O que o Papa buscou ao pedir “façam agitação” aos jovens argentinos que foram ao Brasil?
Este “façam agitação” está muito ligado ao contexto. Os destinatários diretos não foram apenas os jovens em geral, mas uma maioria realmente jovem. Particularmente, os jovens adultos não estavam presentes no Rio de Janeiro, mas aqueles de 16 a 19 ou 20 anos, muitos deles provenientes de paróquias e especialmente de movimentos. Há a busca de um sujeito, contudo, na Igreja Católica essa busca não é uma invenção de Jorge Bergoglio. João Paulo II criou as jornadas mundiais da juventude em 1984, há quase 30 anos.
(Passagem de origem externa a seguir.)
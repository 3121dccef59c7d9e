use std::hash::Hasher;

use serde::Deserialize;
use survivor_game::{ExploreLog, Item, SquareRootCurve, catalog};
use survivor_view::{Glyph, TooltipCache, build_item_viewmodel, present_item, present_log};
use twox_hash::XxHash64;

const LOG: &str = include_str!("../../survivor-game/tests/fixtures/explore_log.json");
const ITEMS: &str = include_str!("../../survivor-game/tests/fixtures/items.json");

#[derive(Deserialize)]
struct ItemsFixture {
    seed: u64,
    items: Vec<Item>,
}

fn fixture_log() -> ExploreLog {
    ExploreLog::from_json(LOG).unwrap()
}

#[test]
fn fixture_log_renders_every_row() {
    let rows = present_log(catalog(), &fixture_log());
    let rendered: Vec<(usize, Glyph, &str, Vec<&str>)> = rows
        .iter()
        .map(|row| {
            (
                row.key,
                row.event.icon,
                row.event.title.as_str(),
                row.event.annotations.iter().map(String::as_str).collect(),
            )
        })
        .collect();

    assert_eq!(
        rendered,
        vec![
            (10, Glyph::Beast, "Encountered beast", vec!["Level 5 Power 15"]),
            (
                9,
                Glyph::Market,
                "Visited Market",
                vec!["+2 Potions", "Equipped 2 items"]
            ),
            (
                8,
                Glyph::StatUpgrade,
                "Stats Upgraded",
                vec!["+1 STR, +2 VIT, +1 CHA"]
            ),
            (7, Glyph::LevelUp, "Level Up", vec!["Reached Level 7"]),
            (
                6,
                Glyph::Obstacle,
                "Pendulum Blades hit your Chest",
                vec!["+3 XP", "-14 Health critical hit!"]
            ),
            (
                5,
                Glyph::Obstacle,
                "Avoided Demonic Altar",
                vec!["+3 XP", "Avoided"]
            ),
            (
                4,
                Glyph::Discovery,
                "Discovered Gold",
                vec!["+1 XP", "+18 Gold"]
            ),
            (
                3,
                Glyph::Beast,
                "Defeated Beast",
                vec!["+20 XP", "+9 Gold"]
            ),
            (2, Glyph::Fled, "Fled from Beast", vec!["+2 XP"]),
            (1, Glyph::Unknown, "Unknown Event", vec![]),
        ]
    );
}

#[test]
fn avoided_obstacles_always_read_avoided() {
    for row in present_log(catalog(), &fixture_log()) {
        if row.event.annotations.iter().any(|a| a == "Avoided") {
            assert!(row.event.title.starts_with("Avoided "), "{}", row.event.title);
        }
    }
}

#[test]
fn log_rows_serialize_flat() {
    let rows = present_log(catalog(), &fixture_log());
    let json = serde_json::to_value(&rows[0]).unwrap();
    assert_eq!(json["key"], 10);
    assert_eq!(json["icon"], "beast");
    assert_eq!(json["title"], "Encountered beast");
    assert_eq!(json["annotations"][0], "Level 5 Power 15");
}

#[test]
fn fixture_items_present_with_levels_and_power() {
    let fixture: ItemsFixture = serde_json::from_str(ITEMS).unwrap();
    let summary: Vec<(String, u16, u32, u32)> = fixture
        .items
        .iter()
        .map(|item| {
            let view = build_item_viewmodel(*item, fixture.seed).unwrap();
            (view.tier.to_string(), view.level, view.power, view.xp_to_next)
        })
        .collect();

    assert_eq!(
        summary,
        vec![
            ("T1".to_string(), 10, 50, 121),
            ("T5".to_string(), 15, 15, 256),
            ("T3".to_string(), 20, 60, 400),
            ("T1".to_string(), 1, 5, 4),
        ]
    );
}

#[test]
fn tooltip_snapshot_is_stable_through_cache() {
    let fixture: ItemsFixture = serde_json::from_str(ITEMS).unwrap();
    let mut cache = TooltipCache::new(catalog(), SquareRootCurve::ITEMS);

    let direct = tooltip_digest(fixture.items.iter().map(|item| {
        present_item(catalog(), &SquareRootCurve::ITEMS, *item, fixture.seed).unwrap()
    }));
    let cached = tooltip_digest(
        fixture
            .items
            .iter()
            .map(|item| cache.present(*item, fixture.seed).unwrap()),
    );
    assert_eq!(direct, cached);
}

fn tooltip_digest(views: impl Iterator<Item = survivor_view::ItemTooltipView>) -> u64 {
    let mut hasher = XxHash64::with_seed(0);
    for view in views {
        hasher.write(serde_json::to_string(&view).unwrap().as_bytes());
    }
    hasher.finish()
}
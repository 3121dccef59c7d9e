//! Item tooltip: level, power and specials for one loot item.

use serde::Serialize;
use std::collections::HashMap;
use survivor_game::numbers::fraction_to_percent;
use survivor_game::{
    Catalog, Item, ItemId, ItemMeta, ItemType, LevelCurve, Slot, SquareRootCurve, Tier, catalog,
    derive_specials,
};
use thiserror::Error;

#[derive(Debug, Error, Clone, Copy, PartialEq, Eq)]
pub enum PresentError {
    #[error("item {0} is not in the item table")]
    UnknownItem(ItemId),
}

/// Bonus-stat chip, e.g. `of Power` / `+3 STR`.
#[derive(Debug, Clone, PartialEq, Eq, Hash, Serialize)]
pub struct StatBonusView {
    pub label: String,
    pub value: String,
}

#[derive(Debug, Clone, PartialEq, Serialize)]
pub struct ItemTooltipView {
    /// Base name, decorated with prefix and suffix once unlocked.
    pub name: String,
    pub tier: Tier,
    pub item_type: ItemType,
    pub slot: Slot,
    pub level: u16,
    pub power: u32,
    pub xp: u16,
    pub xp_to_next: u32,
    pub progress: f64,
    pub bonus: Option<StatBonusView>,
}

impl ItemTooltipView {
    #[must_use]
    pub fn xp_label(&self) -> String {
        format!("{}/{}", self.xp, self.xp_to_next)
    }

    #[must_use]
    pub fn progress_percent(&self) -> u8 {
        fraction_to_percent(self.progress)
    }
}

/// Present one item at its current xp.
///
/// # Errors
///
/// Returns [`PresentError::UnknownItem`] if `item.id` has no catalog entry.
pub fn present_item(
    catalog: &Catalog,
    curve: &impl LevelCurve,
    item: Item,
    seed: u64,
) -> Result<ItemTooltipView, PresentError> {
    let meta = catalog
        .item(item.id)
        .ok_or(PresentError::UnknownItem(item.id))?;
    let level = curve.level(u32::from(item.xp));
    let (name, bonus) = decorate(catalog, meta, level, seed);
    Ok(assemble(meta, curve, item, level, name, bonus))
}

/// Present an item against the embedded catalog and the item level curve.
///
/// # Errors
///
/// Returns [`PresentError::UnknownItem`] if `item.id` has no catalog entry.
pub fn build_item_viewmodel(item: Item, seed: u64) -> Result<ItemTooltipView, PresentError> {
    present_item(catalog(), &SquareRootCurve::ITEMS, item, seed)
}

fn decorate(
    catalog: &Catalog,
    meta: &ItemMeta,
    level: u16,
    seed: u64,
) -> (String, Option<StatBonusView>) {
    let specials = derive_specials(catalog, meta.id, level, seed);
    let bonus = specials
        .special1
        .filter(|label| !label.is_empty())
        .map(|label| StatBonusView {
            label: label.to_string(),
            value: catalog
                .stat_bonus(label)
                .unwrap_or_else(|| {
                    log::debug!("no stat bonus text for special `{label}`");
                    ""
                })
                .to_string(),
        });
    (specials.display_name(&meta.name), bonus)
}

fn assemble(
    meta: &ItemMeta,
    curve: &impl LevelCurve,
    item: Item,
    level: u16,
    name: String,
    bonus: Option<StatBonusView>,
) -> ItemTooltipView {
    let xp = u32::from(item.xp);
    ItemTooltipView {
        name,
        tier: meta.tier,
        item_type: meta.item_type,
        slot: meta.slot,
        level,
        power: u32::from(level) * u32::from(meta.tier.power_multiplier()),
        xp: item.xp,
        xp_to_next: curve.next_level_xp(level),
        progress: curve.progress(xp),
        bonus,
    }
}

type DecorationKey = (ItemId, u16, u64);

/// Memoizes the specials-derived part of tooltips by `(id, level, seed)`.
///
/// Level, power and progress are recomputed on every call, so a cached entry
/// never goes stale as xp grows within a level.
#[derive(Debug)]
pub struct TooltipCache<'c, C> {
    catalog: &'c Catalog,
    curve: C,
    decorations: HashMap<DecorationKey, (String, Option<StatBonusView>)>,
}

impl<'c, C: LevelCurve> TooltipCache<'c, C> {
    #[must_use]
    pub fn new(catalog: &'c Catalog, curve: C) -> Self {
        Self {
            catalog,
            curve,
            decorations: HashMap::new(),
        }
    }

    /// Same result as [`present_item`], reusing previously derived specials.
    ///
    /// # Errors
    ///
    /// Returns [`PresentError::UnknownItem`] if `item.id` has no catalog entry.
    pub fn present(&mut self, item: Item, seed: u64) -> Result<ItemTooltipView, PresentError> {
        let catalog = self.catalog;
        let meta = catalog
            .item(item.id)
            .ok_or(PresentError::UnknownItem(item.id))?;
        let level = self.curve.level(u32::from(item.xp));
        let (name, bonus) = self
            .decorations
            .entry((item.id, level, seed))
            .or_insert_with(|| decorate(catalog, meta, level, seed))
            .clone();
        Ok(assemble(meta, &self.curve, item, level, name, bonus))
    }

    #[must_use]
    pub fn len(&self) -> usize {
        self.decorations.len()
    }

    #[must_use]
    pub fn is_empty(&self) -> bool {
        self.decorations.is_empty()
    }

    pub fn clear(&mut self) {
        self.decorations.clear();
    }
}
Depois, durante o papado de Joseph Ratzinger, de certo modo, o eixo mudou e agora Bergoglio retoma a aposta.
Em que consiste a aposta do Papa?
Falar da juventude diante de grupos religiosos é também falar de outras coisas: da continuidade do próprio credo e do futuro no qual se acredita. É como se estivesse dizendo o seguinte: “Se temos juventude, significa que a instituição e as coisas nas quais acreditamos perdurarão no futuro”. Por isso, parece-me uma aposta importante. As crenças e o futuro são chaves para os grupos religiosos e, em geral, para todos os grupos sociais. O Papa aposta na transmissão de conteúdos.
É ele que pretende transmitir os conteúdos ou é para os outros?
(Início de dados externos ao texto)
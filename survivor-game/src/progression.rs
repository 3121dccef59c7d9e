//! Experience curves mapping accumulated xp to levels.

use crate::numbers::ratio_f64;

/// Item greatness stops growing at this level.
pub const MAX_ITEM_LEVEL: u16 = 20;

/// A deterministic xp to level curve.
///
/// Implementations must keep `level` at least 1 and non-decreasing in xp, and
/// `next_level_xp(level(xp))` above `xp` for every level below the cap.
pub trait LevelCurve {
    fn level(&self, xp: u32) -> u16;

    /// Total xp at which `level + 1` is reached.
    fn next_level_xp(&self, level: u16) -> u32;

    /// Fraction of the current level completed, within `[0, 1]`.
    fn progress(&self, xp: u32) -> f64;
}

/// Quadratic curve: level `n` starts at `n * n` xp.
#[derive(Debug, Clone, Copy, PartialEq, Eq)]
pub struct SquareRootCurve {
    pub max_level: u16,
}

impl SquareRootCurve {
    /// The curve items follow, capped at greatness 20.
    pub const ITEMS: Self = Self::capped(MAX_ITEM_LEVEL);

    #[must_use]
    pub const fn capped(max_level: u16) -> Self {
        let max_level = if max_level == 0 { 1 } else { max_level };
        Self { max_level }
    }

    fn floor_xp(level: u16) -> u32 {
        let level = u32::from(level);
        level.saturating_mul(level)
    }
}

impl Default for SquareRootCurve {
    fn default() -> Self {
        Self::ITEMS
    }
}

impl LevelCurve for SquareRootCurve {
    fn level(&self, xp: u32) -> u16 {
        let raw = xp.isqrt().max(1);
        u16::try_from(raw)
            .unwrap_or(u16::MAX)
            .min(self.max_level)
    }

    fn next_level_xp(&self, level: u16) -> u32 {
        let next = Self::floor_xp(level.saturating_add(1));
        next.min(Self::floor_xp(self.max_level))
    }

    fn progress(&self, xp: u32) -> f64 {
        let level = self.level(xp);
        if level >= self.max_level {
            return 1.0;
        }
        let floor = Self::floor_xp(level);
        let next = self.next_level_xp(level);
        ratio_f64(xp.saturating_sub(floor), next.saturating_sub(floor)).clamp(0.0, 1.0)
    }
}

#[cfg(test)]
mod tests {
    use super::*;

    const ITEMS: SquareRootCurve = SquareRootCurve::ITEMS;

    #[test]
    fn level_floors_square_root_with_minimum_one() {
        assert_eq!(ITEMS.level(0), 1);
        assert_eq!(ITEMS.level(3), 1);
        assert_eq!(ITEMS.level(4), 2);
        assert_eq!(ITEMS.level(15), 3);
        assert_eq!(ITEMS.level(16), 4);
    }

    #[test]
    fn item_level_is_capped() {
        assert_eq!(ITEMS.level(399), 19);
        assert_eq!(ITEMS.level(400), 20);
        assert_eq!(ITEMS.level(1_000), 20);
        assert_eq!(ITEMS.next_level_xp(20), 400);
        assert!((ITEMS.progress(400) - 1.0).abs() < f64::EPSILON);
    }

    #[test]
    fn next_level_is_above_current_xp_below_cap() {
        for xp in 0..400 {
            let level = ITEMS.level(xp);
            assert!(ITEMS.next_level_xp(level) > xp, "xp {xp} level {level}");
        }
        assert_eq!(ITEMS.next_level_xp(3), 16);
    }

    #[test]
    fn level_is_monotonic() {
        let mut previous = ITEMS.level(0);
        for xp in 1..2_000 {
            let level = ITEMS.level(xp);
            assert!(level >= previous);
            previous = level;
        }
    }

    #[test]
    fn progress_is_fraction_of_current_band() {
        assert!((ITEMS.progress(12) - 3.0 / 7.0).abs() < 1e-9);
        assert!((ITEMS.progress(9) - 0.0).abs() < f64::EPSILON);
        for xp in 0..399 {
            let p = ITEMS.progress(xp);
            assert!((0.0..1.0).contains(&p), "xp {xp} progress {p}");
        }
    }

    #[test]
    fn uncapped_curve_keeps_growing() {
        let curve = SquareRootCurve::capped(u16::MAX);
        assert_eq!(curve.level(10_000), 100);
        assert_eq!(curve.next_level_xp(100), 10_201);
    }
}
Almeja incentivar que outros transmitam, mas colocando-se como figura central e carismática que opera a transmissão. Isto é “façam agitação”. Ainda que a homilia, o discurso aos argentinos da última quinta-feira, tenha outros elementos para observar, eu gostaria de colocar a ênfase na exortação para colocar a Igreja na rua.
É uma ideia nova?
É um velho tema da Igreja Católica. É o velho projeto do catolicismo integral, que não fica fechado na sacristia, mas que sai para conquistar a sociedade. Podem ser os voluntários da Cáritas, que trabalham nas vilas, como os próprios padres “vileiros”, mas também podem ser os grupos que se opõem a projetos de sociedade com os quais não concordam. Por exemplo, a oposição a determinadas leis. Isto ocorreu quando foi discutida a Lei de Saúde Reprodutiva, na cidade de Buenos Aires, em 2000. Tiveram manifestações com os colégios secundários na rua. Os colégios católicos na rua representam a aposta pública em grande escala. Também tiveram grupos ativos opostos à lei de matrimônio igualitário, em 2010, e acontece o mesmo habitualmente com mudanças legislativas sobre o aborto e a anticoncepção.
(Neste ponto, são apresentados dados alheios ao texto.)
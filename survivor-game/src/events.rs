//! Exploration outcomes recorded in the adventurer's explore log.
//!
//! The game store hands events over as flat JSON records discriminated by a
//! `type` string with one optional payload object per kind. On decode they
//! become an [`EventKind`] carrying only the payload that kind needs; an
//! unrecognised `type` decodes to [`EventKind::Unknown`] instead of failing.

use crate::items::ItemId;
use serde::de::{MapAccess, Visitor};
use serde::ser::SerializeMap;
use serde::{Deserialize, Deserializer, Serialize, Serializer};
use smallvec::SmallVec;
use std::collections::VecDeque;
use std::fmt;
use thiserror::Error;

/// Reward category of a discovery.
#[derive(Debug, Clone, Copy, Default, PartialEq, Eq, Hash, Serialize, Deserialize)]
pub enum DiscoveryKind {
    Gold,
    Health,
    Loot,
    #[default]
    #[serde(other)]
    Unknown,
}

#[derive(Debug, Clone, Copy, Default, PartialEq, Eq, Hash, Serialize, Deserialize)]
pub struct Discovery {
    #[serde(rename = "type", default, deserialize_with = "null_as_default")]
    pub kind: DiscoveryKind,
    #[serde(default, deserialize_with = "null_as_default")]
    pub amount: u32,
}

#[derive(Debug, Clone, Default, PartialEq, Eq, Hash, Serialize, Deserialize)]
pub struct Obstacle {
    /// Catalog id; 0 is never assigned.
    #[serde(default, deserialize_with = "null_as_default")]
    pub id: u8,
    /// Body location that was hit.
    #[serde(default, skip_serializing_if = "Option::is_none")]
    pub location: Option<String>,
    /// `None` when the record did not say how much damage was taken.
    #[serde(default, skip_serializing_if = "Option::is_none")]
    pub damage: Option<u16>,
    #[serde(default, deserialize_with = "null_as_default")]
    pub critical_hit: bool,
}

impl Obstacle {
    /// Only an explicit zero counts as dodged.
    #[must_use]
    pub const fn avoided(&self) -> bool {
        matches!(self.damage, Some(0))
    }
}

#[derive(Debug, Clone, Copy, Default, PartialEq, Eq, Hash, Serialize, Deserialize)]
pub struct BeastSighting {
    #[serde(default, deserialize_with = "null_as_default")]
    pub level: u16,
    #[serde(default, deserialize_with = "null_as_default")]
    pub tier: u8,
}

impl BeastSighting {
    #[must_use]
    pub fn power(&self) -> u32 {
        u32::from(self.tier).saturating_mul(u32::from(self.level))
    }
}

/// Stat increases in the order the game reported them.
///
/// Decoding keeps JSON field order and skips values that are not non-negative
/// integers.
#[derive(Debug, Clone, Default, PartialEq, Eq, Hash)]
pub struct StatDeltas(SmallVec<[(String, u32); 7]>);

impl StatDeltas {
    #[must_use]
    pub fn new() -> Self {
        Self::default()
    }

    pub fn push(&mut self, stat: impl Into<String>, value: u32) {
        self.0.push((stat.into(), value));
    }

    pub fn iter(&self) -> impl Iterator<Item = (&str, u32)> {
        self.0.iter().map(|(stat, value)| (stat.as_str(), *value))
    }

    /// Stats that actually went up.
    pub fn increases(&self) -> impl Iterator<Item = (&str, u32)> {
        self.iter().filter(|(_, value)| *value > 0)
    }

    #[must_use]
    pub fn len(&self) -> usize {
        self.0.len()
    }

    #[must_use]
    pub fn is_empty(&self) -> bool {
        self.0.is_empty()
    }
}

impl<S: Into<String>> FromIterator<(S, u32)> for StatDeltas {
    fn from_iter<I: IntoIterator<Item = (S, u32)>>(iter: I) -> Self {
        Self(
            iter.into_iter()
                .map(|(stat, value)| (stat.into(), value))
                .collect(),
        )
    }
}

impl Serialize for StatDeltas {
    fn serialize<S: Serializer>(&self, serializer: S) -> Result<S::Ok, S::Error> {
        let mut map = serializer.serialize_map(Some(self.0.len()))?;
        for (stat, value) in &self.0 {
            map.serialize_entry(stat, value)?;
        }
        map.end()
    }
}

impl<'de> Deserialize<'de> for StatDeltas {
    fn deserialize<D: Deserializer<'de>>(deserializer: D) -> Result<Self, D::Error> {
        struct StatDeltasVisitor;

        impl<'de> Visitor<'de> for StatDeltasVisitor {
            type Value = StatDeltas;

            fn expecting(&self, f: &mut fmt::Formatter<'_>) -> fmt::Result {
                f.write_str("a map of stat names to increases")
            }

            fn visit_map<A: MapAccess<'de>>(self, mut access: A) -> Result<Self::Value, A::Error> {
                let mut deltas = StatDeltas::new();
                while let Some((stat, value)) =
                    access.next_entry::<String, serde_json::Value>()?
                {
                    if let Some(value) = value.as_u64().and_then(|v| u32::try_from(v).ok()) {
                        deltas.push(stat, value);
                    }
                }
                Ok(deltas)
            }
        }

        deserializer.deserialize_map(StatDeltasVisitor)
    }
}

/// What happened, with exactly the payload that outcome carries.
#[derive(Debug, Clone, PartialEq, Eq, Hash)]
pub enum EventKind {
    Discovery(Discovery),
    Obstacle(Obstacle),
    DefeatedBeast,
    FledBeast,
    StatUpgrade(StatDeltas),
    LevelUp { level: Option<u16> },
    BuyItems { potions: Option<u32> },
    /// Beast encounter; `None` when the record carried no beast details.
    Beast(Option<BeastSighting>),
    /// A `type` this client does not know.
    Unknown { tag: String },
}

impl EventKind {
    /// Wire discriminator for this kind.
    #[must_use]
    pub fn tag(&self) -> &str {
        match self {
            Self::Discovery(_) => "discovery",
            Self::Obstacle(_) => "obstacle",
            Self::DefeatedBeast => "defeated_beast",
            Self::FledBeast => "fled_beast",
            Self::StatUpgrade(_) => "stat_upgrade",
            Self::LevelUp { .. } => "level_up",
            Self::BuyItems { .. } => "buy_items",
            Self::Beast(_) => "beast",
            Self::Unknown { tag } => tag,
        }
    }
}

/// One entry of the explore log. Immutable once recorded.
#[derive(Debug, Clone, PartialEq, Eq, Hash, Serialize, Deserialize)]
#[serde(from = "RawExploreEvent", into = "RawExploreEvent")]
pub struct ExploreEvent {
    pub kind: EventKind,
    pub xp_reward: Option<u32>,
    pub gold_reward: Option<u32>,
    /// Items equipped as part of this event.
    pub items: SmallVec<[ItemId; 4]>,
}

impl ExploreEvent {
    #[must_use]
    pub fn new(kind: EventKind) -> Self {
        Self {
            kind,
            xp_reward: None,
            gold_reward: None,
            items: SmallVec::new(),
        }
    }

    #[must_use]
    pub fn with_xp(mut self, xp: u32) -> Self {
        self.xp_reward = Some(xp);
        self
    }

    #[must_use]
    pub fn with_gold(mut self, gold: u32) -> Self {
        self.gold_reward = Some(gold);
        self
    }

    #[must_use]
    pub fn with_items(mut self, items: impl IntoIterator<Item = ItemId>) -> Self {
        self.items = items.into_iter().collect();
        self
    }
}

/// Flat record shape used by the game store.
#[derive(Debug, Clone, Default, Serialize, Deserialize)]
struct RawExploreEvent {
    #[serde(rename = "type", default)]
    tag: String,
    #[serde(default, skip_serializing_if = "Option::is_none")]
    xp_reward: Option<u32>,
    #[serde(default, skip_serializing_if = "Option::is_none")]
    gold_reward: Option<u32>,
    #[serde(default, skip_serializing_if = "Option::is_none")]
    items: Option<SmallVec<[ItemId; 4]>>,
    #[serde(default, skip_serializing_if = "Option::is_none")]
    discovery: Option<Discovery>,
    #[serde(default, skip_serializing_if = "Option::is_none")]
    obstacle: Option<Obstacle>,
    #[serde(default, skip_serializing_if = "Option::is_none")]
    stats: Option<StatDeltas>,
    #[serde(default, skip_serializing_if = "Option::is_none")]
    level: Option<u16>,
    #[serde(default, skip_serializing_if = "Option::is_none")]
    potions: Option<u32>,
    #[serde(default, skip_serializing_if = "Option::is_none")]
    beast: Option<BeastSighting>,
}

impl RawExploreEvent {
    fn into_kind(self) -> EventKind {
        let Self {
            tag,
            discovery,
            obstacle,
            stats,
            level,
            potions,
            beast,
            ..
        } = self;
        match tag.as_str() {
            "discovery" => EventKind::Discovery(discovery.unwrap_or_default()),
            "obstacle" => EventKind::Obstacle(obstacle.unwrap_or_default()),
            "defeated_beast" => EventKind::DefeatedBeast,
            "fled_beast" => EventKind::FledBeast,
            "stat_upgrade" => EventKind::StatUpgrade(stats.unwrap_or_default()),
            "level_up" => EventKind::LevelUp { level },
            "buy_items" => EventKind::BuyItems { potions },
            "beast" => EventKind::Beast(beast),
            _ => {
                log::debug!("explore event `{tag}` has no known shape");
                EventKind::Unknown { tag }
            }
        }
    }
}

impl From<RawExploreEvent> for ExploreEvent {
    fn from(mut raw: RawExploreEvent) -> Self {
        let xp_reward = raw.xp_reward;
        let gold_reward = raw.gold_reward;
        let items = raw.items.take().unwrap_or_default();
        Self {
            kind: raw.into_kind(),
            xp_reward,
            gold_reward,
            items,
        }
    }
}

impl From<ExploreEvent> for RawExploreEvent {
    fn from(event: ExploreEvent) -> Self {
        let mut raw = Self {
            tag: event.kind.tag().to_string(),
            xp_reward: event.xp_reward,
            gold_reward: event.gold_reward,
            items: (!event.items.is_empty()).then_some(event.items),
            ..Self::default()
        };
        match event.kind {
            EventKind::Discovery(discovery) => raw.discovery = Some(discovery),
            EventKind::Obstacle(obstacle) => raw.obstacle = Some(obstacle),
            EventKind::StatUpgrade(stats) => raw.stats = Some(stats),
            EventKind::LevelUp { level } => raw.level = level,
            EventKind::BuyItems { potions } => raw.potions = potions,
            EventKind::Beast(beast) => raw.beast = beast,
            EventKind::DefeatedBeast | EventKind::FledBeast | EventKind::Unknown { .. } => {}
        }
        raw
    }
}

/// Reads `null` the same as an absent key.
fn null_as_default<'de, D, T>(deserializer: D) -> Result<T, D::Error>
where
    D: Deserializer<'de>,
    T: Default + Deserialize<'de>,
{
    Ok(Option::<T>::deserialize(deserializer)?.unwrap_or_default())
}

#[derive(Debug, Error)]
pub enum EventLogError {
    #[error("explore log JSON is invalid: {0}")]
    Json(#[from] serde_json::Error),
}

/// Exploration history, newest event first.
#[derive(Debug, Clone, Default, PartialEq, Eq, Serialize, Deserialize)]
#[serde(transparent)]
pub struct ExploreLog {
    events: VecDeque<ExploreEvent>,
}

impl ExploreLog {
    #[must_use]
    pub fn new() -> Self {
        Self::default()
    }

    /// Record a new outcome at the head of the log.
    pub fn push_newest(&mut self, event: ExploreEvent) {
        self.events.push_front(event);
    }

    #[must_use]
    pub fn newest(&self) -> Option<&ExploreEvent> {
        self.events.front()
    }

    pub fn iter(&self) -> impl ExactSizeIterator<Item = &ExploreEvent> {
        self.events.iter()
    }

    #[must_use]
    pub fn len(&self) -> usize {
        self.events.len()
    }

    #[must_use]
    pub fn is_empty(&self) -> bool {
        self.events.is_empty()
    }

    /// Parse a JSON array of events, newest first.
    ///
    /// # Errors
    ///
    /// Returns an error if the document is not an array of event records.
    pub fn from_json(json: &str) -> Result<Self, EventLogError> {
        Ok(serde_json::from_str(json)?)
    }

    /// # Errors
    ///
    /// Returns an error if serialization fails.
    pub fn to_json(&self) -> Result<String, EventLogError> {
        Ok(serde_json::to_string_pretty(self)?)
    }
}

impl<'a> IntoIterator for &'a ExploreLog {
    type Item = &'a ExploreEvent;
    type IntoIter = std::collections::vec_deque::Iter<'a, ExploreEvent>;

    fn into_iter(self) -> Self::IntoIter {
        self.events.iter()
    }
}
E se poderia ser acrescentado o debate público do matrimônio civil, nos anos 1880, ou do ensino particular, em 1958.
Por isso. Não simplifiquemos os temas. Discorramos tendo em contra a complexidade. Francisco é consciente de que a Igreja na rua significa sustentar um projeto político. Eu digo no sentido mais amplo: é um projeto de sociedade, de valores, de um determinado modo de organização, de resgate de um modelo de relações no âmbito familiar, do casal e no trabalho... O que está por trás é a busca de maior influência na sociedade. Trata-se de uma Igreja que tem algo para dizer à sociedade e aos partidos políticos e que quer colocar sua mensagem no espaço político e social. Há outras correntes que promulgam um catolicismo mais íntimo, mas historicamente na Argentina triunfou o catolicismo do bispo Antonio Caggiano, o da Ação Católica e da ocupação dos espaços políticos. Bento XVI promovia um catolicismo que reforçava o núcleo duro de pessoas convencidas no interior da Igreja Católica.
E Francisco?
O catolicismo de Francisco se abre, tentando levar esses valores à sociedade. Aí, sim, há uma diferença e, ao mesmo tempo, uma filiação ao catolicismo expansivo de João Paulo II. Claro, no fato de abrir os braços, durante o papado de João Paulo II entraram coisas que acabaram gerando desajustes. Por exemplo, os Legionários de Cristo. Francisco significa uma abertura e retoma uma tradição do Concílio Vaticano II de diálogo com a sociedade e com a modernidade. “Façam agitação” significa abrir, propor novidades, encher as igrejas, sair das igrejas levando sua mensagem...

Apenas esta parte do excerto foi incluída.